I’ve posted a quick response below to your question about assembly variants to get you pointed in the right direction, but I realized that we’re quickly taking this thread off-topic from it’s original focus on versioning. If you’ve got follow up questions specifically related to working with variants in KiCad, can you start a separate topic? I think that will allow a more focused continuation of the conversation without derailing this one any further.


If you’re just looking for a way to generate separate BOMs for multiple variants (but not generate separate schematic PDFs for each variant), you can use the KiBoM plugin for KiCad. The way I’ve used this in the past is to define a bom.ini file in the project directory and use what KiBoM calls “complex variants”. In the bom.ini file, you can define the BOM variants in the board_variant field.

In the example below, there are two assembly variants (FCD-000035 & FCD-000046):

[BOM_OPTIONS]

(FYI, this is just a snippet, not a complete working config)

; Specify output file name format, %O is the defined output name, %v is the version, %V is the variant name which will be amended according to 'variant_file_name_format'.
output_file_name = %O_bom_%v%V
; Specify the variant file name format, this is a unique field as the variant is not always used/specified. When it is unused you will want to strip all of this.
variant_file_name_format = _(%V)
; Complex variant processing (disabled by default)
complex_variant = 1
; Default PCB variant if none given on CLI with -r
board_variant = "FCD-000035,FCD-000046"

Then, in the schematic, you define separate fields for each variant (variant_name:field_name).

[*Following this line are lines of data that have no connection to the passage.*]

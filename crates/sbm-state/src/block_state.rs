use std::collections::BTreeMap;

use rayon::prelude::*;
use serde::{Deserialize, Serialize};
use sha2::{Digest, Sha256};

use sbm_core::errors::{ErrorInfo, SbmError};
use sbm_core::numeric::{lbinom, lgamma_fast, safelog, xlogx};
use sbm_core::{Block, EdgeIx, RngHandle, Vertex, NULL_BLOCK};
use sbm_graph::Multigraph;

use crate::egroups::EGroups;
use crate::emat::BlockPairIndex;
use crate::entropy::EntropyArgs;
use crate::mentries::{MEntries, RecDelta};
use crate::pstats::PartitionStats;
use crate::recs::{rec_term, RecParams, RecType};

const LN_2: f64 = std::f64::consts::LN_2;

/// Construction options for [`BlockState`].
#[derive(Debug, Clone, Serialize, Deserialize)]
pub struct BlockStateOpts {
    /// Integer edge weights, one per edge slot; default 1.
    pub eweight: Option<Vec<u64>>,
    /// Integer vertex weights; default 1.
    pub vweight: Option<Vec<u64>>,
    /// Whether vertex degrees are model parameters (DC-SBM).
    pub deg_corr: bool,
    /// Sampling model per edge covariate.
    pub rec_types: Vec<RecType>,
    /// Covariate values, one vector per covariate, indexed by edge slot.
    pub rec: Vec<Vec<f64>>,
    /// Squared-covariate values, aligned with `rec`.
    pub drec: Vec<Vec<f64>>,
    /// Prior hyperparameters, one per covariate.
    pub wparams: Vec<RecParams>,
    /// Constraint colour per block; moves may not change it. Default all 0.
    pub bclabel: Option<Vec<usize>>,
    /// Constraint class per vertex, selecting its partition-statistics
    /// accounting class. Default all 0.
    pub pclabel: Option<Vec<usize>>,
    /// Per-vertex log-prior over block labels; empty disables it.
    pub bfield: Vec<Vec<f64>>,
    /// Log-prior over the occupied block count; empty disables it.
    pub bprior: Vec<f64>,
    /// Block counts up to this bound use the dense pair index.
    pub dense_threshold: usize,
}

When you run KiBom, it will generate two separate BOM files–one for each variant–where the value, description, MPN, etc for U1 are different for each assembly variant in the CSV file.


If you want to generate different BOM files AND different PDF files for each assembly variant, I don’t think it’s possible to use KiCad alone. I’m using KiBot now (instead of KiBoM) which is able to generate different PDF schematics for each assembly variant using the same “complex variants” fields I described above. You’ll get PDFs with red “X” marks across all the components that should not be populated for that variant. Here’s an example of what it looks like:

To get this working in KiBot, you need to define a config.kibot.toml file in the project directory that defines the variants and outputs a schematic for each variant

(FYI, this is just a snippet, not a complete working config)

variants:
  - name: FCD-000035
    comment: FCD-000035
    type: kibom
    file_id: _FCD-000035
    variant: FCD-000035
    pre_transform: _var_rename
  - name: FCD-000046
    comment: FCD-000046
    type: kibom
    file_id: _FCD-000046
    variant: FCD-000046
    pre_transform: _var_rename

outputs:
  - name: schematic_pdf
    comment: Export the schematic to PDF
    type: pdf_sch_print
    dir: +/Schematic
    options:
      dnf_filter: _kibom_dnf_BOM
      frame: true
      monochrome: false
      output: "%f-%i%I%v.%x"

When you call KiBot to generate the outputs, you can specify the specific variant using the -g variant=<variant_name> flag (e.g. -g variant=FCD-000035).